» Task brief
Both the line below containing "tick_rate must be" and the line containing "use crate::scenario::load_scenario;", along with every line between them, should be repeated exactly; no other line belongs in the answer.

[Entries taken from a collection]
——————————
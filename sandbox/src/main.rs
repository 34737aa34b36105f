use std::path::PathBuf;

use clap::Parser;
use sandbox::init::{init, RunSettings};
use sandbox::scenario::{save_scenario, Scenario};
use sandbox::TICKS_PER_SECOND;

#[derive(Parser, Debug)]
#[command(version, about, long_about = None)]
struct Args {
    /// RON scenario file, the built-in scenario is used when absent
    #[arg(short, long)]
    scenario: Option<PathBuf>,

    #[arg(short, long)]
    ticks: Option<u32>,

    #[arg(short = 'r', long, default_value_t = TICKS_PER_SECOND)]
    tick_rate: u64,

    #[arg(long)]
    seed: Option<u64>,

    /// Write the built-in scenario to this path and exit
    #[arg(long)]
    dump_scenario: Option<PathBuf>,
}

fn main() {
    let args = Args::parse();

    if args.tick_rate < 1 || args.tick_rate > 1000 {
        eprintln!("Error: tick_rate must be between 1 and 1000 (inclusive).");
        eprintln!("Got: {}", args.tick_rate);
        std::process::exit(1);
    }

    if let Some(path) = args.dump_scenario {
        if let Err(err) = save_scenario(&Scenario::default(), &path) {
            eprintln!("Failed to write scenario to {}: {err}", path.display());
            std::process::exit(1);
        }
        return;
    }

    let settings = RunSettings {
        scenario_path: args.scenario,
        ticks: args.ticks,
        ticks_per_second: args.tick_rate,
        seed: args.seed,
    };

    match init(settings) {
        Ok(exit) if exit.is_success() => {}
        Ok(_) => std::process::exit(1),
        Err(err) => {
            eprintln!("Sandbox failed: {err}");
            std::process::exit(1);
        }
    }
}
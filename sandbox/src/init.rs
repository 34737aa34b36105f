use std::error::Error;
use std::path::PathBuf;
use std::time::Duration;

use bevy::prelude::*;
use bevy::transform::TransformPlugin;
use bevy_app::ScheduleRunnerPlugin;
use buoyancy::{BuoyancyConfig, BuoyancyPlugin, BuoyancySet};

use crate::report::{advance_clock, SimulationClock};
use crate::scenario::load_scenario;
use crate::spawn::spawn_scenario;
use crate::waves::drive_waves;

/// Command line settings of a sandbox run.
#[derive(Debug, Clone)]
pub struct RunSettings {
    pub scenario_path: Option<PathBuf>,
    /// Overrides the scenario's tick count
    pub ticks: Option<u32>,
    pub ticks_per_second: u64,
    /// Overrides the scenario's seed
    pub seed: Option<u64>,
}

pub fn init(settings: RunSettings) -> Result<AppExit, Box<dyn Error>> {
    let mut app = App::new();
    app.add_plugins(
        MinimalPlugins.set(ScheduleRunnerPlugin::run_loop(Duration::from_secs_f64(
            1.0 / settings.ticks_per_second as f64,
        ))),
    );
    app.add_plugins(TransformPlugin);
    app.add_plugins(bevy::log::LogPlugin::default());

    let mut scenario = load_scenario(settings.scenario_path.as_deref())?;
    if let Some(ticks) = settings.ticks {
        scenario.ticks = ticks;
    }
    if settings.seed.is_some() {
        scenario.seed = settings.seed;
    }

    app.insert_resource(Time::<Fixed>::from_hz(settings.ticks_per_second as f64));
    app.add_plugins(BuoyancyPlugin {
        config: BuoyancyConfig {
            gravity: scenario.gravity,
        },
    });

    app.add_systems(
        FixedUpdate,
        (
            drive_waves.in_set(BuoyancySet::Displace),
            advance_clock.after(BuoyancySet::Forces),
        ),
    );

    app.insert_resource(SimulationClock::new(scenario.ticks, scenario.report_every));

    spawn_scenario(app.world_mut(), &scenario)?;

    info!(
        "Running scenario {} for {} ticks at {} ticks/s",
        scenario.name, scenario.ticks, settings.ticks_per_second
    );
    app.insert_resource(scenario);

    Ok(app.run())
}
——————————
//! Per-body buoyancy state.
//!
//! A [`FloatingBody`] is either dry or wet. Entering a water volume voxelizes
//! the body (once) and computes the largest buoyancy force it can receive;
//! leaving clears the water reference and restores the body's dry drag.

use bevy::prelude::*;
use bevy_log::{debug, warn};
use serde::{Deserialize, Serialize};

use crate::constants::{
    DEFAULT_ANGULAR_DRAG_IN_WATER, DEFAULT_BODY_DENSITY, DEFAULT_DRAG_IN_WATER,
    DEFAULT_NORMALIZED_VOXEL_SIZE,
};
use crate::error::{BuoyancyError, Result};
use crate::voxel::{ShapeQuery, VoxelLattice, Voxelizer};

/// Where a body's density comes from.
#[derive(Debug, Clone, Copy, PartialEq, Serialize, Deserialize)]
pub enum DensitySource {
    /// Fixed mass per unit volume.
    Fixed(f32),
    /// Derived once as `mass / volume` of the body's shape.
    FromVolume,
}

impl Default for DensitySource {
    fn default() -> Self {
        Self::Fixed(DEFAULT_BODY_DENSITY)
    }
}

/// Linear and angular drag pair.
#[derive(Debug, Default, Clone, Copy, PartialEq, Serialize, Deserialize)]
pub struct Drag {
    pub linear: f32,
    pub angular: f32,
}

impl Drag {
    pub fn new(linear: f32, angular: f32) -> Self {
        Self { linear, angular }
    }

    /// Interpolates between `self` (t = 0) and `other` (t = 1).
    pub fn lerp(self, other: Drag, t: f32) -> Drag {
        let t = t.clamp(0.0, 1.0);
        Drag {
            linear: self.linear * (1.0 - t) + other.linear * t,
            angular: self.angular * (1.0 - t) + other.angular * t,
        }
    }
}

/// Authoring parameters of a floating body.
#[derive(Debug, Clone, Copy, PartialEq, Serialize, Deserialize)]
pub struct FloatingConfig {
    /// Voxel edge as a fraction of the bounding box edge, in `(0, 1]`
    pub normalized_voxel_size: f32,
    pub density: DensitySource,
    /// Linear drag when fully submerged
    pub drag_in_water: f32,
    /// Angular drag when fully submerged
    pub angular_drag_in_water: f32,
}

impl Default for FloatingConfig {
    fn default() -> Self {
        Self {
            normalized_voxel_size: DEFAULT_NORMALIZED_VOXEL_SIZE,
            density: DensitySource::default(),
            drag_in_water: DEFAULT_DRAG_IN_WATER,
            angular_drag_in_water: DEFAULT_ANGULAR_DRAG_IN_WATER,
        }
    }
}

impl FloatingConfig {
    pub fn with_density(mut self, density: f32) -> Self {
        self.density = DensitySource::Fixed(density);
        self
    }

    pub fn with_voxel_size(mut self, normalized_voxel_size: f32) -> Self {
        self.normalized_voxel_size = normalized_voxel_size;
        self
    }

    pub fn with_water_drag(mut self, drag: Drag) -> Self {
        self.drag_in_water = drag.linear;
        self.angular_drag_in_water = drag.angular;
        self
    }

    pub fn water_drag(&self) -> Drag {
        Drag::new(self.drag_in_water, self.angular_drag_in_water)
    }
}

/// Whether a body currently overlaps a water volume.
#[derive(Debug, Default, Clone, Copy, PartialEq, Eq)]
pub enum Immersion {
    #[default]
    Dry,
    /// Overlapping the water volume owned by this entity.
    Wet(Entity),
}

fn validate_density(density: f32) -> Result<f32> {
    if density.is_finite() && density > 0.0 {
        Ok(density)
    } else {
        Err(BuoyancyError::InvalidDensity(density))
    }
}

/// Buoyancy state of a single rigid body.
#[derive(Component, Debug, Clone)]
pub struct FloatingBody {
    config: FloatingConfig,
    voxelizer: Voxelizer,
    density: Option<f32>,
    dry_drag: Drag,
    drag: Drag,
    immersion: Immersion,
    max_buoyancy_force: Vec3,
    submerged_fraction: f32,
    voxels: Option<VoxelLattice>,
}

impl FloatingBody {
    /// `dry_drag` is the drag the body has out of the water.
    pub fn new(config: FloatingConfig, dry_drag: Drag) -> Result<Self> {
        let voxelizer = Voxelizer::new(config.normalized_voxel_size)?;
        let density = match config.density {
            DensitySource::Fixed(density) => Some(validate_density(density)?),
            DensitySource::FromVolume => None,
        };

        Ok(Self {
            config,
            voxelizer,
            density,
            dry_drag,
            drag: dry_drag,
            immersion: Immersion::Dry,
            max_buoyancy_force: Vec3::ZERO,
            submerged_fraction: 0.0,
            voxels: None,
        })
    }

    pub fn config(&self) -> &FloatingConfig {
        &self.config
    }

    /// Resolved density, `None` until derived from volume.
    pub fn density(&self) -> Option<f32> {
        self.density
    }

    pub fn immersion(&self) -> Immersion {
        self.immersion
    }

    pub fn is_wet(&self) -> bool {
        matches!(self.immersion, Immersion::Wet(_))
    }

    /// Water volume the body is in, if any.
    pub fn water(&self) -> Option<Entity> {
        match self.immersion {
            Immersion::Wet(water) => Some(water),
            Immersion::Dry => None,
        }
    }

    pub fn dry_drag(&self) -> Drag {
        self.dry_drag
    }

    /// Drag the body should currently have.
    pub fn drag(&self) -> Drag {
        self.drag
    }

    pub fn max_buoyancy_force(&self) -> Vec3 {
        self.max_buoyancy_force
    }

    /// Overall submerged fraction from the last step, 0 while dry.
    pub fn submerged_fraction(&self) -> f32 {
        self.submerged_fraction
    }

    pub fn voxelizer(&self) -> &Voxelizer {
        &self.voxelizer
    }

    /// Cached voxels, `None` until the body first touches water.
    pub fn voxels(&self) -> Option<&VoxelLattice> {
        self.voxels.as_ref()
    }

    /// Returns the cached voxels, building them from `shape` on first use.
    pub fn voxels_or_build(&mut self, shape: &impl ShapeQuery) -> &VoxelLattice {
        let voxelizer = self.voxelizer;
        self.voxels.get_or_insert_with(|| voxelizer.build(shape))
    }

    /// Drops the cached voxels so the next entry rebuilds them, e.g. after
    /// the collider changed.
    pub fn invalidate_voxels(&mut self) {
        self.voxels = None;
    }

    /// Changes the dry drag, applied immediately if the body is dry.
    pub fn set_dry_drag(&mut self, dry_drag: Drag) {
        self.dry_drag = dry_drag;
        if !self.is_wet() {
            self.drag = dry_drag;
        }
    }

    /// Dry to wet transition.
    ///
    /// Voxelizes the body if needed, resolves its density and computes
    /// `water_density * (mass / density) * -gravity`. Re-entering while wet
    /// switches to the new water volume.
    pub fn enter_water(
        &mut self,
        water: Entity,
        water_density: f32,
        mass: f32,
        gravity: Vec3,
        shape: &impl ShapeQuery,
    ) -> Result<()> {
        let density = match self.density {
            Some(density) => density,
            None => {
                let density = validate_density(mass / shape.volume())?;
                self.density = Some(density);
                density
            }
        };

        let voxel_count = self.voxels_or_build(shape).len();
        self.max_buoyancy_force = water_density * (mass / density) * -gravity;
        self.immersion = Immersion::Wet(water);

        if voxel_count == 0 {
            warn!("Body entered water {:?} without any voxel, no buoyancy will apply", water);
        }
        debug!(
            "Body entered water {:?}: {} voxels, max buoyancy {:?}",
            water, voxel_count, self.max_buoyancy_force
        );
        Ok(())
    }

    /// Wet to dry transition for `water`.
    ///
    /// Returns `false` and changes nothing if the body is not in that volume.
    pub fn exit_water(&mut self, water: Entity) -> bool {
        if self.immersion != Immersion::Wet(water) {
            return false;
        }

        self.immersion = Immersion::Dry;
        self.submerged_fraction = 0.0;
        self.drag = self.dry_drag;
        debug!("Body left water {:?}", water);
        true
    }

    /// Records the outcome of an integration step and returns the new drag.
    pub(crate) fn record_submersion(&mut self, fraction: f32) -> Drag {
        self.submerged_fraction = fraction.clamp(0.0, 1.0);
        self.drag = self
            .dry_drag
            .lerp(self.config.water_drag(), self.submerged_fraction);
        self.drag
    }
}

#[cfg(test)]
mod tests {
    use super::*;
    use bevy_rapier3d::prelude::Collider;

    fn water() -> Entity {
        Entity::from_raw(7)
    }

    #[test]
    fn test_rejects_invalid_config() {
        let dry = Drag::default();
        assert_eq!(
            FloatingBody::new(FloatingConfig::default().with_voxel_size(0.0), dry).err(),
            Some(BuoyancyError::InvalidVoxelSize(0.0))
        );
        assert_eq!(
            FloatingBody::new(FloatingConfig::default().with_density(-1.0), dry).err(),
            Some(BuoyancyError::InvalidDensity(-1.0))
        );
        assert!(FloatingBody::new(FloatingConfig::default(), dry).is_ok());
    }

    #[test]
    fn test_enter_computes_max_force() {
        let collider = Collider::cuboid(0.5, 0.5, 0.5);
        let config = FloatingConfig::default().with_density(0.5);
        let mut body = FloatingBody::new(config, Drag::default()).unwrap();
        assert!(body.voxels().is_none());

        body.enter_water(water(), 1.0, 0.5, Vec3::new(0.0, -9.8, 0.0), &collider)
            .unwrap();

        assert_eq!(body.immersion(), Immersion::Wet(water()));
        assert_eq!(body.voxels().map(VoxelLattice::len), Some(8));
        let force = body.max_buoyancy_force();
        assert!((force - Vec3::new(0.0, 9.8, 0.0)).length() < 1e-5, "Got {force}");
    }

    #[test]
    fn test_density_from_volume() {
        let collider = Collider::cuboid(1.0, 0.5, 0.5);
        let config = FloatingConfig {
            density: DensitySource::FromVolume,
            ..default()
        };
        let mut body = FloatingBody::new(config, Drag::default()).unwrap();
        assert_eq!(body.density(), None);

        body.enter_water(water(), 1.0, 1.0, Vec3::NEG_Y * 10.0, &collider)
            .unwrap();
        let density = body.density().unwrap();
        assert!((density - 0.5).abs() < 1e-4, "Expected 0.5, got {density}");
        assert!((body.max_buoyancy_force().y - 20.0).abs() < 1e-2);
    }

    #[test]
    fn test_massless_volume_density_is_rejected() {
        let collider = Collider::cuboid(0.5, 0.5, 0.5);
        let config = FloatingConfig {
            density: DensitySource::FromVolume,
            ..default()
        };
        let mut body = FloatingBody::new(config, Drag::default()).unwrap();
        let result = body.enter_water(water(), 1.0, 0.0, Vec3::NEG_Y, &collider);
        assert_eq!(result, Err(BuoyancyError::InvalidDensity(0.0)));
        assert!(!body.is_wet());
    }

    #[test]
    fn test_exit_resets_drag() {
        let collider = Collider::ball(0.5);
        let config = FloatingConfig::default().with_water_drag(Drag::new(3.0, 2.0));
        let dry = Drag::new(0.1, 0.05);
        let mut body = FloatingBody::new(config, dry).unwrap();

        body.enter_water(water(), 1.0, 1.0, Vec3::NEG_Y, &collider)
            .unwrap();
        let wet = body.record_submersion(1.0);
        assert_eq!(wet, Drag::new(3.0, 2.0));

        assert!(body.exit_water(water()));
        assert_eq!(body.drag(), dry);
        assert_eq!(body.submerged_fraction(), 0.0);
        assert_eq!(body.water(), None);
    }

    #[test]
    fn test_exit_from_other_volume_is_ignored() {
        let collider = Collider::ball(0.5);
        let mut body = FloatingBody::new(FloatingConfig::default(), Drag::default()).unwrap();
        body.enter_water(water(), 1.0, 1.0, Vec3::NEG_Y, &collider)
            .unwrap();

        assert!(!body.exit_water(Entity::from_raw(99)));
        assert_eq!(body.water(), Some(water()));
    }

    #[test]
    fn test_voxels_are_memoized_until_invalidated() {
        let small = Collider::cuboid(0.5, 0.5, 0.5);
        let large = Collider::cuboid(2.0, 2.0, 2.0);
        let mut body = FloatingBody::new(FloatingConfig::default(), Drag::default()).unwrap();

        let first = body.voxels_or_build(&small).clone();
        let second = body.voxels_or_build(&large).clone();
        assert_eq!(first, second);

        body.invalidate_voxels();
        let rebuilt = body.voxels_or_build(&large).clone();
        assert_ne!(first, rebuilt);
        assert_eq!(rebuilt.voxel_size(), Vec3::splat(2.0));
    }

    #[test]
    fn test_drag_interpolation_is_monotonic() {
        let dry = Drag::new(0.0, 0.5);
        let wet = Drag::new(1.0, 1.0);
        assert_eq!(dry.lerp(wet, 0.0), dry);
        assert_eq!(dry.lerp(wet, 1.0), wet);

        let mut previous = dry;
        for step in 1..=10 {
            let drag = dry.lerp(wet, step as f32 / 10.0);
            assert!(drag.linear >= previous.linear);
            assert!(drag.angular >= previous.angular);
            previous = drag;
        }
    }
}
——————————
» Answer to this exercise
        eprintln!("Error: tick_rate must be between 1 and 1000 (inclusive).");
        eprintln!("Got: {}", args.tick_rate);
        std::process::exit(1);
    }

    if let Some(path) = args.dump_scenario {
        if let Err(err) = save_scenario(&Scenario::default(), &path) {
            eprintln!("Failed to write scenario to {}: {err}", path.display());
            std::process::exit(1);
        }
        return;
    }

    let settings = RunSettings {
        scenario_path: args.scenario,
        ticks: args.ticks,
        ticks_per_second: args.tick_rate,
        seed: args.seed,
    };

    match init(settings) {
        Ok(exit) if exit.is_success() => {}
        Ok(_) => std::process::exit(1),
        Err(err) => {
            eprintln!("Sandbox failed: {err}");
            std::process::exit(1);
        }
    }
}
filename sandbox/src/init.rs
repository 34737aa34b36105f
use std::error::Error;
use std::path::PathBuf;
use std::time::Duration;

use bevy::prelude::*;
use bevy::transform::TransformPlugin;
use bevy_app::ScheduleRunnerPlugin;
use buoyancy::{BuoyancyConfig, BuoyancyPlugin, BuoyancySet};

use crate::report::{advance_clock, SimulationClock};
use crate::scenario::load_scenario;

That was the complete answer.